According to preliminary information of Natural Resources Institute Finland (Luke), agriculture and horticulture provided employment for approximately 116,000 people in Finland in 2016. Of these, roughly 46,500 were farmers or shareholders of a corporate group. Some 33,000 of all agricultural and horticultural labour force were family members of farmers. Farms had approximately 3,000 permanent employees, and nearly 32,000 short-term employees.
The number of people working in agriculture and horticulture has decreased by nearly one fourth from 2013, when previous statistics of agricultural and horticultural labour force were issued. The relatively largest decrease has taken place in the number of permanent employees. Furthermore, the number of family members working in agriculture and horticulture has decreased significantly.
The amount of work carried out at farms is also decreasing
– In 2016, around 60,000 person-years were recorded in agriculture and horticulture in 2016. The agricultural and horticultural workload has decreased by nearly one fifth from 2013, says Jaana Kyyrä, senior statistician at Luke.

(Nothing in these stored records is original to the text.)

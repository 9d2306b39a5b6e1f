#![forbid(unsafe_code)]

//! Digest (hash) algorithm implementations.

use digest::Digest;
use vaxholm_core::{algorithm, Error};

/// Trait for digest algorithms.
pub trait DigestAlgorithm: Send {
    /// Feed data into the hash.
    fn update(&mut self, data: &[u8]);
    /// Finalize and return the hash value.
    fn finalize(self: Box<Self>) -> Vec<u8>;
    /// Algorithm URI.
    fn uri(&self) -> &'static str;
}

/// Create a digest algorithm from its URI.
pub fn from_uri(uri: &str) -> Result<Box<dyn DigestAlgorithm>, Error> {
    match uri {
        algorithm::SHA1 => Ok(Box::new(Sha1Digest::new())),
        algorithm::SHA256 => Ok(Box::new(Sha256Digest::new())),
        algorithm::SHA384 => Ok(Box::new(Sha384Digest::new())),
        algorithm::SHA512 => Ok(Box::new(Sha512Digest::new())),
        _ => Err(Error::UnsupportedAlgorithm(format!("digest algorithm: {uri}"))),
    }
}

/// Compute a digest in one shot.
pub fn digest(uri: &str, data: &[u8]) -> Result<Vec<u8>, Error> {
    let mut hasher = from_uri(uri)?;
    hasher.update(data);
    Ok(hasher.finalize())
}

/// SHA-1 of `data`, as used by certificate thumbprints and `EncryptedKeySHA1`.
pub fn sha1(data: &[u8]) -> Vec<u8> {
    sha1::Sha1::digest(data).to_vec()
}

// ── Concrete implementations ─────────────────────────────────────────

macro_rules! impl_digest {
    ($name:ident, $hasher:ty, $uri:expr) => {
        struct $name {
            inner: $hasher,
        }

        impl $name {
            fn new() -> Self {
                Self {
                    inner: <$hasher>::new(),
                }
            }
        }

        impl DigestAlgorithm for $name {
            fn update(&mut self, data: &[u8]) {
                Digest::update(&mut self.inner, data);
            }

            fn finalize(self: Box<Self>) -> Vec<u8> {
                Digest::finalize(self.inner).to_vec()
            }

            fn uri(&self) -> &'static str {
                $uri
            }
        }
    };
}

impl_digest!(Sha1Digest, sha1::Sha1, algorithm::SHA1);
impl_digest!(Sha256Digest, sha2::Sha256, algorithm::SHA256);
impl_digest!(Sha384Digest, sha2::Sha384, algorithm::SHA384);
impl_digest!(Sha512Digest, sha2::Sha512, algorithm::SHA512);
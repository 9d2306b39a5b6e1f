#![forbid(unsafe_code)]

//! SAMLP HTTP bindings.
//!
//! HTTP-Redirect carries the message raw-DEFLATE compressed, base64
//! encoded and URL encoded in the `SAMLRequest` query parameter, with an
//! optional `RelayState`. HTTP-POST carries it base64 encoded in a form
//! field.

use base64::{engine::general_purpose::STANDARD, Engine};
use flate2::read::DeflateDecoder;
use flate2::write::DeflateEncoder;
use flate2::Compression;
use std::io::{Read, Write};
use vaxholm_core::Error;

pub const SAML_REQUEST: &str = "SAMLRequest";
pub const RELAY_STATE: &str = "RelayState";

/// Inflated messages larger than this are rejected.
pub const MAX_INFLATED_SIZE: u64 = 1024 * 1024;

/// A message recovered from the HTTP-Redirect binding.
#[derive(Debug, Clone, PartialEq, Eq)]
pub struct RedirectMessage {
    pub xml: String,
    pub relay_state: Option<String>,
}

/// Query string (without `?`) carrying `xml` and the relay state.
pub fn encode_redirect(xml: &str, relay_state: Option<&str>) -> Result<String, Error> {
    let mut encoder = DeflateEncoder::new(Vec::new(), Compression::default());
    encoder.write_all(xml.as_bytes())?;
    let compressed = encoder.finish()?;
    let mut query = format!(
        "{SAML_REQUEST}={}",
        urlencoding::encode(&STANDARD.encode(compressed))
    );
    if let Some(relay_state) = relay_state {
        query.push_str(&format!("&{RELAY_STATE}={}", urlencoding::encode(relay_state)));
    }
    Ok(query)
}

/// Decode an HTTP-Redirect query string.
pub fn decode_redirect(query: &str) -> Result<RedirectMessage, Error> {
    let mut request = None;
    let mut relay_state = None;
    for pair in query.trim_start_matches('?').split('&') {
        let (key, value) = pair.split_once('=').unwrap_or((pair, ""));
        match key {
            SAML_REQUEST => request = Some(value),
            RELAY_STATE => relay_state = Some(url_decode(value)?),
            _ => {}
        }
    }
    let request = request.ok_or_else(|| Error::MissingElement(format!("{SAML_REQUEST} parameter")))?;
    Ok(RedirectMessage {
        xml: inflate_parameter(&url_decode(request)?)?,
        relay_state,
    })
}

/// Base64 of `xml`, for an HTTP-POST form field.
pub fn encode_post(xml: &str) -> String {
    STANDARD.encode(xml.as_bytes())
}

/// Decode an HTTP-POST form field value.
pub fn decode_post(value: &str) -> Result<String, Error> {
    let bytes = decode_base64(value)?;
    String::from_utf8(bytes).map_err(|e| Error::XmlParse(format!("message is not UTF-8: {e}")))
}

/// Base64-decode and inflate a redirect parameter that is already URL
/// decoded.
pub fn inflate_parameter(value: &str) -> Result<String, Error> {
    let compressed = decode_base64(value)?;
    let mut inflated = Vec::new();
    DeflateDecoder::new(compressed.as_slice())
        .take(MAX_INFLATED_SIZE + 1)
        .read_to_end(&mut inflated)
        .map_err(|e| Error::Other(format!("cannot inflate {SAML_REQUEST}: {e}")))?;
    if inflated.len() as u64 > MAX_INFLATED_SIZE {
        return Err(Error::Other(format!(
            "inflated {SAML_REQUEST} exceeds {MAX_INFLATED_SIZE} bytes"
        )));
    }
    String::from_utf8(inflated).map_err(|e| Error::XmlParse(format!("message is not UTF-8: {e}")))
}

fn url_decode(value: &str) -> Result<String, Error> {
    // `+` is a space in form-encoded queries.
    let value = value.replace('+', "%20");
    urlencoding::decode(&value)
        .map(|v| v.into_owned())
        .map_err(|e| Error::InvalidUri(format!("bad percent-encoding: {e}")))
}

fn decode_base64(value: &str) -> Result<Vec<u8>, Error> {
    let cleaned: String = value.chars().filter(|c| !c.is_whitespace()).collect();
    STANDARD
        .decode(cleaned)
        .map_err(|e| Error::Base64(e.to_string()))
}

#[cfg(test)]
mod tests {
    use super::*;

    const XML: &str = r#"<samlp:AuthnRequest xmlns:samlp="urn:oasis:names:tc:SAML:2.0:protocol" ID="a1" Version="2.0"/>"#;

    #[test]
    fn test_redirect_roundtrip() {
        let query = encode_redirect(XML, Some("https://sp.example/after?x=1")).unwrap();
        assert!(query.starts_with("SAMLRequest="));
        assert!(query.contains("&RelayState=https%3A%2F%2Fsp.example"));
        let decoded = decode_redirect(&query).unwrap();
        assert_eq!(decoded.xml, XML);
        assert_eq!(decoded.relay_state.as_deref(), Some("https://sp.example/after?x=1"));
    }

    #[test]
    fn test_redirect_without_request() {
        assert!(matches!(
            decode_redirect("RelayState=abc"),
            Err(Error::MissingElement(_))
        ));
    }

    #[test]
    fn test_redirect_garbage() {
        assert!(decode_redirect("SAMLRequest=%%%").is_err());
        assert!(decode_redirect("SAMLRequest=bm90IGRlZmxhdGU%3D").is_err());
    }

    #[test]
    fn test_post_roundtrip() {
        let encoded = encode_post(XML);
        assert_eq!(decode_post(&encoded).unwrap(), XML);
        assert!(matches!(decode_post("***"), Err(Error::Base64(_))));
    }

    #[test]
    fn test_inflate_limit() {
        let big = "a".repeat(MAX_INFLATED_SIZE as usize + 10);
        let query = encode_redirect(&big, None).unwrap();
        assert!(matches!(decode_redirect(&query), Err(Error::Other(_))));
    }
}
#![forbid(unsafe_code)]

//! Subject and issuer names: `saml:NameID`, `saml:Issuer` and SAML 1.1
//! `saml:NameIdentifier`.

use crate::context::{ContextValue, PolicyContext};
use crate::vars;
use crate::version::SamlVersion;
use vaxholm_core::Error;
use vaxholm_xml::document::element_text;
use vaxholm_xml::XmlWriter;

/// A SAML name with its qualifiers.
#[derive(Debug, Clone, Default, PartialEq, Eq)]
pub struct NameId {
    pub value: String,
    pub format: Option<String>,
    pub name_qualifier: Option<String>,
    pub sp_name_qualifier: Option<String>,
    pub sp_provided_id: Option<String>,
}

impl NameId {
    pub fn new(value: impl Into<String>) -> Self {
        Self {
            value: value.into(),
            ..Self::default()
        }
    }

    pub fn with_format(mut self, format: impl Into<String>) -> Self {
        self.format = Some(format.into());
        self
    }

    pub fn with_name_qualifier(mut self, qualifier: impl Into<String>) -> Self {
        self.name_qualifier = Some(qualifier.into());
        self
    }

    /// Read a name element; the value is trimmed.
    pub fn read(node: roxmltree::Node<'_, '_>) -> Self {
        let attr = |name: &str| node.attribute(name).map(str::to_owned);
        Self {
            value: element_text(node).trim().to_owned(),
            format: attr("Format"),
            name_qualifier: attr("NameQualifier"),
            sp_name_qualifier: attr("SPNameQualifier"),
            sp_provided_id: attr("SPProvidedID"),
        }
    }

    /// Write as `element` (a qualified name such as `saml:NameID`).
    /// SAML 1.1 names carry only `Format` and `NameQualifier`.
    pub fn write(&self, w: &mut XmlWriter, element: &str, version: SamlVersion, extra: &[(&str, &str)]) {
        let mut attrs: Vec<(&str, &str)> = extra.to_vec();
        if let Some(q) = &self.name_qualifier {
            attrs.push(("NameQualifier", q));
        }
        if version == SamlVersion::Saml2 {
            if let Some(q) = &self.sp_name_qualifier {
                attrs.push(("SPNameQualifier", q));
            }
        }
        if let Some(f) = &self.format {
            attrs.push(("Format", f));
        }
        if version == SamlVersion::Saml2 {
            if let Some(id) = &self.sp_provided_id {
                attrs.push(("SPProvidedID", id));
            }
        }
        w.text_element(element, &attrs, &self.value);
    }

    /// Serialize as a standalone element declaring its own namespace.
    pub fn to_standalone_xml(&self, version: SamlVersion) -> Result<String, Error> {
        let mut w = XmlWriter::new();
        let element = format!("saml:{}", version.name_id_element());
        self.write(&mut w, &element, version, &[("xmlns:saml", version.assertion_ns())]);
        w.into_string()
    }

    /// Publish under `prefix` using `suffixes` (value, nameQualifier,
    /// spNameQualifier, format, spProvidedId). A missing format is
    /// published as `default_format` when one is given.
    pub fn publish(
        &self,
        ctx: &mut dyn PolicyContext,
        prefix: &str,
        suffixes: &[&str; 5],
        default_format: Option<&str>,
    ) {
        let text = |v: Option<&str>| v.map(ContextValue::text);
        let format = self.format.as_deref().or(default_format);
        let values = [
            Some(ContextValue::text(&self.value)),
            text(self.name_qualifier.as_deref()),
            text(self.sp_name_qualifier.as_deref()),
            text(format),
            text(self.sp_provided_id.as_deref()),
        ];
        for (suffix, value) in suffixes.iter().zip(values) {
            ctx.set_variable(&vars::name(prefix, suffix), value);
        }
    }
}

/// Mark every variable in `suffixes` as explicitly unset.
pub fn publish_unset(ctx: &mut dyn PolicyContext, prefix: &str, suffixes: &[&str; 5]) {
    for suffix in suffixes {
        ctx.set_variable(&vars::name(prefix, suffix), None);
    }
}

Relatively speaking, the largest decrease has taken place in the amount of work performed by permanent employees. Instead, the workload of short-term employees has increased.
Most work is still carried out by farmers and their family members
Farmers, shareholders of corporate groups and their family members perform nearly 80 per cent of the agricultural and horticultural workload. Permanent employees account for six per cent and short-term employees for nearly nine per cent of all work.
The use of labour force was investigated in the Farm Structure Survey
In winter 2016–2017 in conjunction with the collection of data for the Farm Structure Survey, agricultural and horticultural companies were asked to describe their use of labour force. This information issued is preliminary. The final results will be published in 2018.